For acute and chronic soft tissue infections, radical surgical debridement is required and is considered the gold standard, along with its immediate systemic antibiotic therapy. Treatment with local antibiotics and/or antibiotic-containing materials is commonly used as an additional tool in clinical practice. Spraying with fibrin and antibiotics is a newer technique that has been studied for some antibiotics.

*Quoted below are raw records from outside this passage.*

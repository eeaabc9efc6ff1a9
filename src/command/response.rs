//! Transport callbacks completing correlated tasks

use super::register::CorrelationRegister;
use crate::error::{status, CommandError};
use crate::marshal::{Marshaller, UnmarshalHints};
use crate::metadata::{AspectNode, Protocol, Service};
use device_command_shared::{envelope, Envelope, TaskError, TaskResponse};
use serde_json::Value;
use std::sync::Arc;
use tokio::sync::{mpsc, Mutex};
use tokio::task::JoinHandle;
use tokio_util::sync::CancellationToken;
use tracing::{debug, info, warn};

/// Completes register entries from response and error messages
#[derive(Clone)]
pub struct ResponseHandler {
    register: Arc<CorrelationRegister>,
    marshaller: Arc<dyn Marshaller>,
}

impl ResponseHandler {
    pub fn new(register: Arc<CorrelationRegister>, marshaller: Arc<dyn Marshaller>) -> Self {
        Self {
            register,
            marshaller,
        }
    }

    /// Route an inbound envelope to the matching callback
    pub async fn handle(&self, envelope: Envelope) {
        match envelope.payload {
            Some(envelope::Payload::Response(response)) => self.handle_task_response(response).await,
            Some(envelope::Payload::Error(error)) => self.handle_error_message(error).await,
            Some(envelope::Payload::Command(cmd)) => {
                warn!("ignoring inbound command {}", cmd.correlation_id);
            }
            None => warn!("received envelope without payload"),
        }
    }

    pub async fn handle_task_response(&self, response: TaskResponse) {
        let Some(request) = response.request.as_ref() else {
            warn!("task response without request");
            return;
        };

        match self.unmarshal(request, &response).await {
            Ok(value) => {
                debug!("task {} completed", request.correlation_id);
                self.register
                    .complete(&request.correlation_id, status::OK, value)
                    .await;
            }
            Err(e) => {
                warn!("task {} response: {}", request.correlation_id, e);
                self.register
                    .complete(&request.correlation_id, status::INTERNAL, Value::String(e.to_string()))
                    .await;
            }
        }
    }

    pub async fn handle_error_message(&self, error: TaskError) {
        debug!("task {} failed: {}", error.correlation_id, error.message);
        self.register
            .complete(&error.correlation_id, status::INTERNAL, Value::String(error.message))
            .await;
    }

    async fn unmarshal(
        &self,
        request: &device_command_shared::TaskRequest,
        response: &TaskResponse,
    ) -> Result<Value, CommandError> {
        let malformed = |e: serde_json::Error| CommandError::Unmarshal(e.to_string());
        let service: Service = serde_json::from_str(&request.service_json).map_err(malformed)?;
        let protocol: Protocol = serde_json::from_str(&request.protocol_json).map_err(malformed)?;
        let aspect_node: Option<AspectNode> = if request.aspect_node_json.is_empty() {
            None
        } else {
            Some(serde_json::from_str(&request.aspect_node_json).map_err(malformed)?)
        };

        let hints = UnmarshalHints {
            function_id: request.function_id.clone(),
            aspect_node,
        };
        self.marshaller
            .unmarshal(
                &request.output_characteristic_id,
                &service,
                &protocol,
                &response.output,
                &hints,
            )
            .await
            .map_err(|e| CommandError::Unmarshal(e.to_string()))
    }
}

/// Start `workers` tasks draining `inbound` into `handler`
///
/// Workers stop when `shutdown` is cancelled or the channel closes.
pub fn spawn_response_workers(
    handler: ResponseHandler,
    workers: usize,
    inbound: mpsc::Receiver<Envelope>,
    shutdown: CancellationToken,
) -> Vec<JoinHandle<()>> {
    let inbound = Arc::new(Mutex::new(inbound));

    (0..workers.max(1))
        .map(|worker| {
            let handler = handler.clone();
            let inbound = inbound.clone();
            let shutdown = shutdown.clone();
            tokio::spawn(async move {
                loop {
                    let next = tokio::select! {
                        _ = shutdown.cancelled() => break,
                        next = async { inbound.lock().await.recv().await } => next,
                    };
                    match next {
                        Some(envelope) => handler.handle(envelope).await,
                        None => break,
                    }
                }
                info!("response worker {} stopped", worker);
            })
        })
        .collect()
}

#[cfg(test)]
mod tests {
    use super::*;
    use crate::marshal::JsonMarshaller;
    use crate::testing;
    use device_command_shared::TaskRequest;
    use serde_json::json;
    use std::collections::HashMap;
    use std::time::Duration;

    fn handler() -> (ResponseHandler, Arc<CorrelationRegister>) {
        let register = Arc::new(CorrelationRegister::default());
        (ResponseHandler::new(register.clone(), Arc::new(JsonMarshaller)), register)
    }

    fn measuring_request(id: &str) -> TaskRequest {
        TaskRequest {
            correlation_id: id.into(),
            device_id: "d1".into(),
            service_id: testing::GET_SERVICE.into(),
            output_characteristic_id: testing::CELSIUS.into(),
            service_json: serde_json::to_string(&testing::request_measuring_service()).unwrap(),
            protocol_json: serde_json::to_string(&testing::protocol()).unwrap(),
            ..Default::default()
        }
    }

    #[tokio::test]
    async fn test_response_completes_with_unmarshalled_value() {
        let (handler, register) = handler();
        register.register("c1").await;

        let output = HashMap::from([("data".to_string(), r#"{"level": 22}"#.to_string())]);
        handler
            .handle(Envelope::response("sim", measuring_request("c1"), output))
            .await;

        let result = register.wait_with_timeout("c1", Duration::from_secs(1)).await;
        assert_eq!(result.status, 200);
        assert_eq!(result.body, json!(22));
    }

    #[tokio::test]
    async fn test_unmarshal_failure_completes_with_500() {
        let (handler, register) = handler();
        register.register("c1").await;

        let output = HashMap::from([("data".to_string(), "{broken".to_string())]);
        handler
            .handle(Envelope::response("sim", measuring_request("c1"), output))
            .await;

        let result = register.wait_with_timeout("c1", Duration::from_secs(1)).await;
        assert_eq!(result.status, 500);
    }

    #[tokio::test]
    async fn test_response_without_request_is_dropped() {
        let (handler, register) = handler();
        register.register("c1").await;

        handler
            .handle_task_response(TaskResponse {
                request: None,
                output: HashMap::new(),
            })
            .await;
        assert_eq!(register.pending_count().await, 1);
    }

    #[tokio::test]
    async fn test_error_message_completes_with_payload() {
        let (handler, register) = handler();
        register.register("c1").await;

        handler.handle(Envelope::error("sim", "c1", "device offline")).await;

        let result = register.wait_with_timeout("c1", Duration::from_secs(1)).await;
        assert_eq!(result.status, 500);
        assert_eq!(result.body, json!("device offline"));
    }

    #[tokio::test]
    async fn test_workers_drain_channel_and_stop() {
        let (handler, register) = handler();
        let (tx, rx) = mpsc::channel(8);
        let shutdown = CancellationToken::new();
        let workers = spawn_response_workers(handler, 2, rx, shutdown.clone());

        for id in ["a", "b", "c"] {
            register.register(id).await;
            tx.send(Envelope::error("sim", id, "nope")).await.unwrap();
        }
        for id in ["a", "b", "c"] {
            let result = register.wait_with_timeout(id, Duration::from_secs(1)).await;
            assert_eq!(result.body, json!("nope"));
        }

        shutdown.cancel();
        for worker in workers {
            worker.await.unwrap();
        }
    }
}
//! In-memory metadata repository

use super::model::*;
use super::MetadataRepository;
use anyhow::{anyhow, bail, Context, Result};
use async_trait::async_trait;
use serde::{Deserialize, Serialize};
use std::collections::HashMap;
use std::path::Path;

/// Serialized form of a metadata snapshot
#[derive(Debug, Clone, Default, Serialize, Deserialize)]
pub struct MetadataDocument {
    #[serde(default)]
    pub devices: Vec<Device>,
    #[serde(default)]
    pub device_types: Vec<DeviceType>,
    #[serde(default)]
    pub functions: Vec<Function>,
    #[serde(default)]
    pub concepts: Vec<Concept>,
    #[serde(default)]
    pub protocols: Vec<Protocol>,
    #[serde(default)]
    pub device_groups: Vec<DeviceGroup>,
    #[serde(default)]
    pub aspect_nodes: Vec<AspectNode>,
}

/// Repository serving a fixed snapshot; the token is not checked
#[derive(Debug, Default)]
pub struct StaticRepository {
    devices: HashMap<String, Device>,
    device_types: HashMap<String, DeviceType>,
    services: HashMap<String, Service>,
    functions: HashMap<String, Function>,
    concepts: HashMap<String, Concept>,
    protocols: HashMap<String, Protocol>,
    device_groups: HashMap<String, DeviceGroup>,
    aspect_nodes: HashMap<String, AspectNode>,
}

impl StaticRepository {
    /// Build a repository, rejecting dangling device type references
    pub fn new(doc: MetadataDocument) -> Result<Self> {
        let mut repo = Self::default();

        for device_type in doc.device_types {
            for service in &device_type.services {
                repo.services.insert(service.id.clone(), service.clone());
            }
            repo.device_types.insert(device_type.id.clone(), device_type);
        }
        for device in doc.devices {
            if !repo.device_types.contains_key(&device.device_type_id) {
                bail!(
                    "device {} references unknown device type {}",
                    device.id,
                    device.device_type_id
                );
            }
            repo.devices.insert(device.id.clone(), device);
        }
        repo.functions = index(doc.functions, |f| &f.id);
        repo.concepts = index(doc.concepts, |c| &c.id);
        repo.protocols = index(doc.protocols, |p| &p.id);
        repo.device_groups = index(doc.device_groups, |g| &g.id);
        repo.aspect_nodes = index(doc.aspect_nodes, |a| &a.id);

        Ok(repo)
    }

    pub fn from_json(json: &str) -> Result<Self> {
        let doc: MetadataDocument = serde_json::from_str(json).context("invalid metadata document")?;
        Self::new(doc)
    }

    pub fn from_file(path: impl AsRef<Path>) -> Result<Self> {
        let path = path.as_ref();
        let json = std::fs::read_to_string(path)
            .with_context(|| format!("unable to read metadata from {}", path.display()))?;
        Self::from_json(&json)
    }
}

fn index<T>(items: Vec<T>, key: impl Fn(&T) -> &String) -> HashMap<String, T> {
    items.into_iter().map(|item| (key(&item).clone(), item)).collect()
}

fn lookup<T: Clone>(map: &HashMap<String, T>, kind: &str, id: &str) -> Result<T> {
    map.get(id)
        .cloned()
        .ok_or_else(|| anyhow!("{} {} not found", kind, id))
}

#[async_trait]
impl MetadataRepository for StaticRepository {
    async fn get_device(&self, _token: &str, id: &str) -> Result<Device> {
        lookup(&self.devices, "device", id)
    }

    async fn get_service(&self, _token: &str, id: &str) -> Result<Service> {
        lookup(&self.services, "service", id)
    }

    async fn get_function(&self, _token: &str, id: &str) -> Result<Function> {
        lookup(&self.functions, "function", id)
    }

    async fn get_concept(&self, _token: &str, id: &str) -> Result<Concept> {
        lookup(&self.concepts, "concept", id)
    }

    async fn get_protocol(&self, _token: &str, id: &str) -> Result<Protocol> {
        lookup(&self.protocols, "protocol", id)
    }

    async fn get_device_type(&self, _token: &str, id: &str) -> Result<DeviceType> {
        lookup(&self.device_types, "device type", id)
    }

    async fn get_device_group(&self, _token: &str, id: &str) -> Result<DeviceGroup> {
        lookup(&self.device_groups, "device group", id)
    }

    async fn get_aspect_node(&self, _token: &str, id: &str) -> Result<AspectNode> {
        lookup(&self.aspect_nodes, "aspect node", id)
    }
}
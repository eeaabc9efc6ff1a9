//! Protobuf wire types for the command/response transport
//!
//! Hand-maintained prost definitions. Tags are stable and must not be reused.

use std::collections::HashMap;

/// Kind of message carried by an [`Envelope`]
#[derive(Clone, Copy, Debug, PartialEq, Eq, Hash, PartialOrd, Ord, ::prost::Enumeration)]
#[repr(i32)]
pub enum MessageType {
    MsgUnknown = 0,
    MsgCommand = 1,
    MsgResponse = 2,
    MsgError = 3,
}

/// Routing and tracing metadata attached to every message
#[derive(Clone, PartialEq, ::prost::Message)]
pub struct Header {
    /// Component that produced the message
    #[prost(string, tag = "1")]
    pub source: String,
    #[prost(string, tag = "2")]
    pub correlation_id: String,
    #[prost(uint64, tag = "3")]
    pub timestamp_ms: u64,
    #[prost(enumeration = "MessageType", tag = "4")]
    pub msg_type: i32,
}

/// A command addressed to one service of one device
#[derive(Clone, PartialEq, ::prost::Message)]
pub struct TaskRequest {
    #[prost(string, tag = "1")]
    pub correlation_id: String,
    #[prost(string, tag = "2")]
    pub device_id: String,
    #[prost(string, tag = "3")]
    pub device_local_id: String,
    #[prost(string, tag = "4")]
    pub service_id: String,
    #[prost(string, tag = "5")]
    pub service_local_id: String,
    #[prost(string, tag = "6")]
    pub protocol_id: String,
    /// Protocol handler (topic) the connector listens on
    #[prost(string, tag = "7")]
    pub protocol_handler: String,
    /// Marshalled input keyed by protocol segment name
    #[prost(map = "string, string", tag = "8")]
    pub input: HashMap<String, String>,
    #[prost(string, tag = "9")]
    pub output_characteristic_id: String,
    #[prost(string, tag = "10")]
    pub function_id: String,
    #[prost(string, tag = "11")]
    pub aspect_id: String,
    /// Service metadata as JSON, needed to unmarshal the response
    #[prost(string, tag = "12")]
    pub service_json: String,
    /// Protocol metadata as JSON, needed to unmarshal the response
    #[prost(string, tag = "13")]
    pub protocol_json: String,
    /// Resolved aspect node as JSON, empty when no aspect was requested
    #[prost(string, tag = "14")]
    pub aspect_node_json: String,
}

/// Successful answer to a [`TaskRequest`]
#[derive(Clone, PartialEq, ::prost::Message)]
pub struct TaskResponse {
    #[prost(message, optional, tag = "1")]
    pub request: Option<TaskRequest>,
    /// Raw output keyed by protocol segment name
    #[prost(map = "string, string", tag = "2")]
    pub output: HashMap<String, String>,
}

/// Failure report for a [`TaskRequest`]
#[derive(Clone, PartialEq, ::prost::Message)]
pub struct TaskError {
    #[prost(string, tag = "1")]
    pub correlation_id: String,
    #[prost(string, tag = "2")]
    pub message: String,
}

/// Top-level transport message
#[derive(Clone, PartialEq, ::prost::Message)]
pub struct Envelope {
    #[prost(message, optional, tag = "1")]
    pub header: Option<Header>,
    #[prost(oneof = "envelope::Payload", tags = "2, 3, 4")]
    pub payload: Option<envelope::Payload>,
}

pub mod envelope {
    #[derive(Clone, PartialEq, ::prost::Oneof)]
    pub enum Payload {
        #[prost(message, tag = "2")]
        Command(super::TaskRequest),
        #[prost(message, tag = "3")]
        Response(super::TaskResponse),
        #[prost(message, tag = "4")]
        Error(super::TaskError),
    }
}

However, for gentamicin, data are not yet available on absorption, optimal application, antibiotic fate at the site and transfer of antibiotic into the blood. In an animal study involving 29 Sprague Dawley rats, 116 back wounds were sprayed with gentamicin using either gentamicin alone or one of two possible spray combinations of gentamicin and fibrin. Simultaneous application of gentamicin and fibrin via a spray system to soft tissue wounds resulted in significant antibiotic concentration over a long period of time. The technique is easy and cost-effective. The systemic crossover was significantly minimized in our study, which may have led to fewer side effects in patients. These results could lead to an improvement in local antibiotic therapy.